(Record set begins)

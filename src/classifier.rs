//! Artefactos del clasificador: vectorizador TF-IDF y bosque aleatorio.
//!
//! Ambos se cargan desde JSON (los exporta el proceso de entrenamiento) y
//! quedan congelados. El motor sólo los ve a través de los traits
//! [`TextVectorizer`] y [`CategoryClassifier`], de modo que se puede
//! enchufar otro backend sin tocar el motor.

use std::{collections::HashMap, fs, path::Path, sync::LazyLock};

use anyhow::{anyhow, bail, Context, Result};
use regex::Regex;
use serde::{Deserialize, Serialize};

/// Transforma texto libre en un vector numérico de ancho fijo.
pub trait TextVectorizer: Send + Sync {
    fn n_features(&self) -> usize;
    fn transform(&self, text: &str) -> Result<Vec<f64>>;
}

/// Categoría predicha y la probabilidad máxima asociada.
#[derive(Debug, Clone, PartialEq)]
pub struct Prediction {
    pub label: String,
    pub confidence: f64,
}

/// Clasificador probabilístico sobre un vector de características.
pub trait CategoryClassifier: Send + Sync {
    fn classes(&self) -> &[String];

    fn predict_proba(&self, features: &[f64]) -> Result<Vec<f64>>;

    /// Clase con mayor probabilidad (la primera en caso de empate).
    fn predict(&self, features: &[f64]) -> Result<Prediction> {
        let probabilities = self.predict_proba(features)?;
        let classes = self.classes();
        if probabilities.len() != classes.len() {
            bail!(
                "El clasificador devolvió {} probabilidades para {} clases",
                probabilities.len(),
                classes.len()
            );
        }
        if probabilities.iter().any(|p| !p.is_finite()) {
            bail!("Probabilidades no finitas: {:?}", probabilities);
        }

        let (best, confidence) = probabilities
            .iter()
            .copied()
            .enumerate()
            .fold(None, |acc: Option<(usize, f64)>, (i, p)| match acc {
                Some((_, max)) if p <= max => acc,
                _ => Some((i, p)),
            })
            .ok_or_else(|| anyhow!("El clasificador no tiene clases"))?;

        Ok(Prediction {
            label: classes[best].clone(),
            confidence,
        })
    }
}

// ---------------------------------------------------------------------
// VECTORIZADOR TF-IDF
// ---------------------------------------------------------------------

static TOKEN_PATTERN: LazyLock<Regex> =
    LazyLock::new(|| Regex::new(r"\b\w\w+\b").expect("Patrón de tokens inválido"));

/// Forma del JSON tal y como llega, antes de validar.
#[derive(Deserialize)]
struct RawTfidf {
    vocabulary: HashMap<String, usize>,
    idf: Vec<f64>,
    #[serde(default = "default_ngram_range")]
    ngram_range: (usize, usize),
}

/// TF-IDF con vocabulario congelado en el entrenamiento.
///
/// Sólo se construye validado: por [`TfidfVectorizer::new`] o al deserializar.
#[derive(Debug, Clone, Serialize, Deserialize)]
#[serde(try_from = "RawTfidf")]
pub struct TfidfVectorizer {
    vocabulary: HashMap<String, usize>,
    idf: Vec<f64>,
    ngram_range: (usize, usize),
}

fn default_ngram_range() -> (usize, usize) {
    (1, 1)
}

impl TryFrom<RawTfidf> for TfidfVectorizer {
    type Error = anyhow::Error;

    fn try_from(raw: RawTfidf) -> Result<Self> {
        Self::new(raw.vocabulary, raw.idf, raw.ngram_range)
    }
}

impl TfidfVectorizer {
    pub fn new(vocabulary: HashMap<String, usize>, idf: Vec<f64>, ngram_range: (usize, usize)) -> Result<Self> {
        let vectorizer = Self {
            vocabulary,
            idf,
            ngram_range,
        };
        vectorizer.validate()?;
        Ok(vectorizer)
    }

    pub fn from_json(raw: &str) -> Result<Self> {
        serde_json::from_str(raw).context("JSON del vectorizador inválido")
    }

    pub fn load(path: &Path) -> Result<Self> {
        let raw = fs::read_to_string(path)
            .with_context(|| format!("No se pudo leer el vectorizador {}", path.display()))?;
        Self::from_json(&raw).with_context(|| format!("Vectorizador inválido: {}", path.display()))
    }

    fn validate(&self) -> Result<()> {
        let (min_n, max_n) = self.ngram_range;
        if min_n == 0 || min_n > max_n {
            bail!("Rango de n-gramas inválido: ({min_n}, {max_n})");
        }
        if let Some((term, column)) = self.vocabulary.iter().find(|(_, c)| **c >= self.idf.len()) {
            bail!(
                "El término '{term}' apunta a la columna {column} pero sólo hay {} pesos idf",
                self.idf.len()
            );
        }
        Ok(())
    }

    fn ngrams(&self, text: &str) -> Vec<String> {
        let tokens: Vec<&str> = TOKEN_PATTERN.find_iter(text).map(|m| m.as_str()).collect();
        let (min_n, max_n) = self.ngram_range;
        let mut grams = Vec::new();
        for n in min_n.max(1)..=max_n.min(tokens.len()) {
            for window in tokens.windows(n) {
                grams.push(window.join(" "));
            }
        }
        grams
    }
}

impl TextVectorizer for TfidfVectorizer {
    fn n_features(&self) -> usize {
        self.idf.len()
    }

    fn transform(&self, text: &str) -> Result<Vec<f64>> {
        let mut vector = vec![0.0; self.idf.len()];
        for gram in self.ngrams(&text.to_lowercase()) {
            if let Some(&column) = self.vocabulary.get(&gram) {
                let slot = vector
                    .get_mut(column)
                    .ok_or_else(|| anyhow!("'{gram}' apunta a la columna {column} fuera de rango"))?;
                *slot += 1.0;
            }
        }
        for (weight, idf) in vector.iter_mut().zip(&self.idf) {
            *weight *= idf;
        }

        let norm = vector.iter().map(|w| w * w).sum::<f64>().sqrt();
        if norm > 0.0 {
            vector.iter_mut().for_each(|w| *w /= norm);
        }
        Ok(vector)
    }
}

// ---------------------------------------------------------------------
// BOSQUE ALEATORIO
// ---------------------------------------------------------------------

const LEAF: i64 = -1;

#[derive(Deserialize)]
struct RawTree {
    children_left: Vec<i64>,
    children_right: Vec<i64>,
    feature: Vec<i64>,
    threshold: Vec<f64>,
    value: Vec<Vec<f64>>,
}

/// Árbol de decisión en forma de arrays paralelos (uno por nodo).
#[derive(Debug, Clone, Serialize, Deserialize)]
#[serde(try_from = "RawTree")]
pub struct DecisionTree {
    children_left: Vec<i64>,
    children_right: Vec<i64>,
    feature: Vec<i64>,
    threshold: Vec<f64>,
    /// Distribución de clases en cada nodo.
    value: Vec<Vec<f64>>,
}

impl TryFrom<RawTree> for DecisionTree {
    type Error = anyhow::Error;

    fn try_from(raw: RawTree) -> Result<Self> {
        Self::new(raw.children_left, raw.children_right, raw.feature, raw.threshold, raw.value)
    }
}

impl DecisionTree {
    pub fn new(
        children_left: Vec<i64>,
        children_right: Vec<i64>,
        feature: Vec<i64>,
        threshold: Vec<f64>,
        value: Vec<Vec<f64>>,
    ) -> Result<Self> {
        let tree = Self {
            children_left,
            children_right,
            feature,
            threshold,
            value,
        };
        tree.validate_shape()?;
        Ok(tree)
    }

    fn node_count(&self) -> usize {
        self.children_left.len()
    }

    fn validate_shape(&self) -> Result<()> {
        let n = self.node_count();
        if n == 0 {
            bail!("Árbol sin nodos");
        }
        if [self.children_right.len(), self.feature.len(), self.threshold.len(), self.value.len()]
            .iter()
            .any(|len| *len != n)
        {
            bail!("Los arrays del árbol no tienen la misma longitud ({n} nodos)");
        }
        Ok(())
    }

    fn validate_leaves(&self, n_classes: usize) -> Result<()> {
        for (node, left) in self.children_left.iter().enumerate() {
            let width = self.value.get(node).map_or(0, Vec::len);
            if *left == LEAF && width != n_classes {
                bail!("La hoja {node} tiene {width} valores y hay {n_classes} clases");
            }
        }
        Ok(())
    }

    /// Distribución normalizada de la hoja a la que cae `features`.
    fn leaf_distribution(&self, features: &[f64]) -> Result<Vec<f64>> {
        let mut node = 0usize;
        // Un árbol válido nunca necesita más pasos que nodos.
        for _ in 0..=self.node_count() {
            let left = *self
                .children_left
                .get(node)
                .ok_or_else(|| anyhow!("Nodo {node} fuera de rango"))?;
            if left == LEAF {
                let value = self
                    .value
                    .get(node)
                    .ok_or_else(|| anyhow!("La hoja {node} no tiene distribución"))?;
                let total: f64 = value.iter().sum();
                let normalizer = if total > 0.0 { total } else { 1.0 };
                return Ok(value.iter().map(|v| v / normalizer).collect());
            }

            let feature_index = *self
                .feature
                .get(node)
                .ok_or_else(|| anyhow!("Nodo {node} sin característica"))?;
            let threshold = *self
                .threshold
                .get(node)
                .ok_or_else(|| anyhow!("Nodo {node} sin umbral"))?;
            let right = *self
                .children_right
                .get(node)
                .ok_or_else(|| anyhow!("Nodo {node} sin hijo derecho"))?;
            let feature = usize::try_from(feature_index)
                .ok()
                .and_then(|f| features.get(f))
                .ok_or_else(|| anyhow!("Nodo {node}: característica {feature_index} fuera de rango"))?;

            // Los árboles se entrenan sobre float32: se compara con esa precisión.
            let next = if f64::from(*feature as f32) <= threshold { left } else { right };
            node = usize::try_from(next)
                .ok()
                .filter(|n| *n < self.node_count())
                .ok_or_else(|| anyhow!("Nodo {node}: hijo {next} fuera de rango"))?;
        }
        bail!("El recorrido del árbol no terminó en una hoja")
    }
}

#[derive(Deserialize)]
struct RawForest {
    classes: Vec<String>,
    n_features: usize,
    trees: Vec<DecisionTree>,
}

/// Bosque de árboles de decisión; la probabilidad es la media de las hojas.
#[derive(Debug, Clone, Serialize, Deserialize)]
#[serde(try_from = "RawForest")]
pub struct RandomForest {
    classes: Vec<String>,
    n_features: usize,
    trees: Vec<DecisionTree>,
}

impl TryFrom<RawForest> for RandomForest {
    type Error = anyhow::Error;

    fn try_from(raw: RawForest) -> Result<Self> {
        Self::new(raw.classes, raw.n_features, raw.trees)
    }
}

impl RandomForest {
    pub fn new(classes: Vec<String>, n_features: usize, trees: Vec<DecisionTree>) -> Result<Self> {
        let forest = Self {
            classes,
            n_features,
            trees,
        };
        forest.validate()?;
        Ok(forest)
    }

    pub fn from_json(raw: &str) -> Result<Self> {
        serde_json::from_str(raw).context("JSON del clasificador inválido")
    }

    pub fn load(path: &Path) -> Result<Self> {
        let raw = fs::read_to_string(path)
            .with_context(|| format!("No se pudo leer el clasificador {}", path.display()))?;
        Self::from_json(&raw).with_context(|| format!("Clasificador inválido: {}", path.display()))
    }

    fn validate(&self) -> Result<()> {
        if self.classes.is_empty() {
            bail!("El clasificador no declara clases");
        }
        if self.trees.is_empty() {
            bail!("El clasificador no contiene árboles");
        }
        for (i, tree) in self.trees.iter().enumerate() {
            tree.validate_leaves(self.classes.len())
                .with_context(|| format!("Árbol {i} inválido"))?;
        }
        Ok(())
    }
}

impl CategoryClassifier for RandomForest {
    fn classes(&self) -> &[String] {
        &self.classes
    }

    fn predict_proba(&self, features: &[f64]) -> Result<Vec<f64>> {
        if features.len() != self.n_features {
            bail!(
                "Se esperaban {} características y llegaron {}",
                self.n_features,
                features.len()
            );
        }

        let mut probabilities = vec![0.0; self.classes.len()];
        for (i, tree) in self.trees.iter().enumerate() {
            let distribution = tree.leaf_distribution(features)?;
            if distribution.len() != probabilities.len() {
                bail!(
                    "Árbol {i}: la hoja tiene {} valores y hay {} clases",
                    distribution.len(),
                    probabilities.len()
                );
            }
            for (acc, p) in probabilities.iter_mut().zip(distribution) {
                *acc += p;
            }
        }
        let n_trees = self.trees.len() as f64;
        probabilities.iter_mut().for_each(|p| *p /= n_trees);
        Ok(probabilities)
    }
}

(Record set ends)

What to produce
Wherever a line above includes the string "ngrams", count it; give only the final tally.

Solution below
2